For statistical analysis, data were entered into a Microsoft Excel spreadsheet and then analyzed by Statistical Package for the Social Sciences (SPSS) (version 27.0; SPSS Inc, Chicago, IL, USA) and Graphpad Prism software, Graphstat Technology, India. Data had been summarized as the mean and standard deviation for numerical variables and count and percentages for categorical variables. The two-sample t-tests for a difference in mean involved independent samples or unpaired samples. A P ≤ 0.05 was considered statistically significant. Among all the patients, 60% were in the sixth and 20% in the fifth decade with female predominance of 63%. Sixty-seven percent of the study population were overweight and the remaining were of normal weight. Functional evaluation was done by comparing pre- and postoperative scores. The mean Knee Society Score increased from 54.66 to 82.06, the mean functional score increased from 51.53 to 84.26, and the mean Lysholm score increased from 56.86 to 83.66 after 6 months of operation [Table 1]. All the scores hold high statistical significance (P < 0.001).
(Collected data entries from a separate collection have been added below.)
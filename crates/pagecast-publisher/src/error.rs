//! Publish errors.

use pagecast_core::CoreError;
use thiserror::Error;

/// Result type for publish operations.
pub type Result<T> = std::result::Result<T, PublishError>;

/// Publish errors. Every variant aborts the run.
#[derive(Debug, Error)]
pub enum PublishError {
    /// Rate is zero, negative or not finite.
    #[error("invalid publish rate {0}: must be a positive number of messages per minute")]
    InvalidRate(f64),

    /// The endpoint rejected a message.
    #[error("Telegram API error: {code} {description}")]
    Delivery { code: i64, description: String },

    /// Transport failure.
    #[error("HTTP error: {0}")]
    Http(#[from] reqwest::Error),

    /// The endpoint answered with something that is not a Bot API reply.
    #[error("unexpected Telegram response: {0}")]
    Decode(String),

    /// The optional retry ceiling was reached while rate-limited.
    #[error("still rate-limited after {attempts} retries")]
    RetriesExhausted { attempts: u32 },

    /// Reading the post log failed.
    #[error(transparent)]
    PostLog(#[from] CoreError),
}

#[cfg(test)]
mod tests {
    use super::*;

    #[test]
    fn test_delivery_error_message() {
        let err = PublishError::Delivery {
            code: 400,
            description: "Bad Request: chat not found".to_string(),
        };
        assert_eq!(
            err.to_string(),
            "Telegram API error: 400 Bad Request: chat not found"
        );
    }

    #[test]
    fn test_invalid_rate_message() {
        assert!(PublishError::InvalidRate(0.0).to_string().contains("invalid publish rate 0"));
    }
}
//! Telegram Bot API sink.

use std::{fmt, time::Duration};

use async_trait::async_trait;
use pagecast_core::PublishSettings;
use serde::Deserialize;
use tracing::trace;

use crate::{
    error::{PublishError, Result},
    sink::{MessageSink, SendOutcome},
};

/// Bot API error code for "Too Many Requests".
const TOO_MANY_REQUESTS: i64 = 429;

/// Delay used when a 429 reply carries no usable `retry_after`.
const DEFAULT_RETRY_AFTER_SECS: u64 = 1;

/// Sends messages through `sendMessage`.
#[derive(Clone)]
pub struct TelegramClient {
    client: reqwest::Client,
    api_url: String,
    token: String,
}

impl fmt::Debug for TelegramClient {
    fn fmt(&self, f: &mut fmt::Formatter<'_>) -> fmt::Result {
        f.debug_struct("TelegramClient")
            .field("api_url", &self.api_url)
            .field("token", &"<redacted>")
            .finish()
    }
}

impl TelegramClient {
    /// Create a client for the Bot API rooted at `api_url`.
    pub fn new(api_url: impl Into<String>, token: impl Into<String>) -> Result<Self> {
        let client = reqwest::Client::builder()
            .timeout(Duration::from_secs(30))
            .build()?;

        Ok(Self {
            client,
            api_url: api_url.into(),
            token: token.into(),
        })
    }

    /// Create a client from validated publish settings.
    pub fn from_settings(settings: &PublishSettings) -> Result<Self> {
        Self::new(&settings.api_url, &settings.bot_token)
    }

    fn endpoint(&self) -> String {
        format!(
            "{}/bot{}/sendMessage",
            self.api_url.trim_end_matches('/'),
            self.token
        )
    }
}

#[async_trait]
impl MessageSink for TelegramClient {
    async fn send(&self, chat_id: &str, text: &str) -> Result<SendOutcome> {
        let body = serde_json::json!({
            "chat_id": chat_id,
            "text": text,
            "disable_web_page_preview": false,
        });

        // The token is part of the URL, so it must not reach error messages.
        let resp = self
            .client
            .post(self.endpoint())
            .json(&body)
            .send()
            .await
            .map_err(|e| PublishError::Http(e.without_url()))?;
        let status = resp.status();
        let raw = resp
            .text()
            .await
            .map_err(|e| PublishError::Http(e.without_url()))?;
        trace!(%status, len = raw.len(), "sendMessage response");

        let reply: BotApiResponse = serde_json::from_str(&raw).map_err(|_| {
            let snippet: String = raw.chars().take(200).collect();
            PublishError::Decode(format!("HTTP {status}: {snippet}"))
        })?;

        interpret(reply)
    }
}

/// Envelope of every Bot API reply.
#[derive(Debug, Deserialize)]
struct BotApiResponse {
    #[serde(default)]
    ok: bool,
    #[serde(default)]
    error_code: Option<i64>,
    #[serde(default)]
    description: Option<String>,
    #[serde(default)]
    parameters: Option<ResponseParameters>,
}

#[derive(Debug, Deserialize)]
struct ResponseParameters {
    #[serde(default)]
    retry_after: Option<u64>,
}

fn interpret(reply: BotApiResponse) -> Result<SendOutcome> {
    if reply.ok {
        return Ok(SendOutcome::Delivered);
    }

    match reply.error_code {
        Some(TOO_MANY_REQUESTS) => {
            let secs = reply
                .parameters
                .and_then(|p| p.retry_after)
                .filter(|s| *s > 0)
                .unwrap_or(DEFAULT_RETRY_AFTER_SECS);
            Ok(SendOutcome::RetryAfter(Duration::from_secs(secs)))
        }
        code => Err(PublishError::Delivery {
            code: code.unwrap_or_default(),
            description: reply
                .description
                .unwrap_or_else(|| "no description".to_string()),
        }),
    }
}

#[cfg(test)]
mod tests {
    use super::*;

    fn reply(json: &str) -> BotApiResponse {
        serde_json::from_str(json).expect("valid reply")
    }

    #[test]
    fn test_ok_reply() {
        let outcome = interpret(reply(r#"{"ok":true,"result":{"message_id":1}}"#)).unwrap();
        assert_eq!(outcome, SendOutcome::Delivered);
    }

    #[test]
    fn test_rate_limited_reply() {
        let outcome = interpret(reply(
            r#"{"ok":false,"error_code":429,"description":"Too Many Requests: retry after 5","parameters":{"retry_after":5}}"#,
        ))
        .unwrap();
        assert_eq!(outcome, SendOutcome::RetryAfter(Duration::from_secs(5)));
    }

    #[test]
    fn test_rate_limited_without_hint() {
        let outcome = interpret(reply(r#"{"ok":false,"error_code":429}"#)).unwrap();
        assert_eq!(outcome, SendOutcome::RetryAfter(Duration::from_secs(1)));

        let outcome = interpret(reply(
            r#"{"ok":false,"error_code":429,"parameters":{"retry_after":0}}"#,
        ))
        .unwrap();
        assert_eq!(outcome, SendOutcome::RetryAfter(Duration::from_secs(1)));
    }

    #[test]
    fn test_other_errors_are_fatal() {
        let err = interpret(reply(
            r#"{"ok":false,"error_code":400,"description":"Bad Request: chat not found"}"#,
        ))
        .unwrap_err();
        match err {
            PublishError::Delivery { code, description } => {
                assert_eq!(code, 400);
                assert_eq!(description, "Bad Request: chat not found");
            }
            other => panic!("unexpected error: {other}"),
        }
    }

    #[test]
    fn test_endpoint_and_debug_hide_nothing_but_token() {
        let client = TelegramClient::new("https://api.telegram.org/", "123:ABC").unwrap();
        assert_eq!(
            client.endpoint(),
            "https://api.telegram.org/bot123:ABC/sendMessage"
        );
        let debug = format!("{client:?}");
        assert!(!debug.contains("123:ABC"));
        assert!(debug.contains("api.telegram.org"));
    }

    #[tokio::test]
    async fn test_transport_failure_hides_token() {
        let client = TelegramClient::new("http://127.0.0.1:9", "123456:SECRET-TOKEN").unwrap();
        let err = client.send("@channel", "hello").await.unwrap_err();
        assert!(matches!(err, PublishError::Http(_)));

        let message = err.to_string();
        assert!(!message.contains("SECRET-TOKEN"), "{message}");
        assert!(!format!("{err:?}").contains("SECRET-TOKEN"));
    }
}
In radiological evaluation HKA, medial proximal tibial angle (MPTA), lateral distal femur angle (LDFA), and femoral angle increased from 170 to 177, 84–88, 87–88 and 2.6–2.9, respectively, whereas tibial angle, weight bearing line angle (WBLA), joint angle was reduced from 8.8– to 4.4, 3.4–2.7 and 6–4.3, respectively [Table 2]. Out of these, changes in HKA, MPTA, and tibial joint angle were statistically significant. All osteotomy sites consolidated in 6 months with not a single case of nonunion. Among all patients, two had break of lateral cortex wall and two had pin-tract infection. Three patients lost their correction of deformity and one had premature consolidation of osteotomy.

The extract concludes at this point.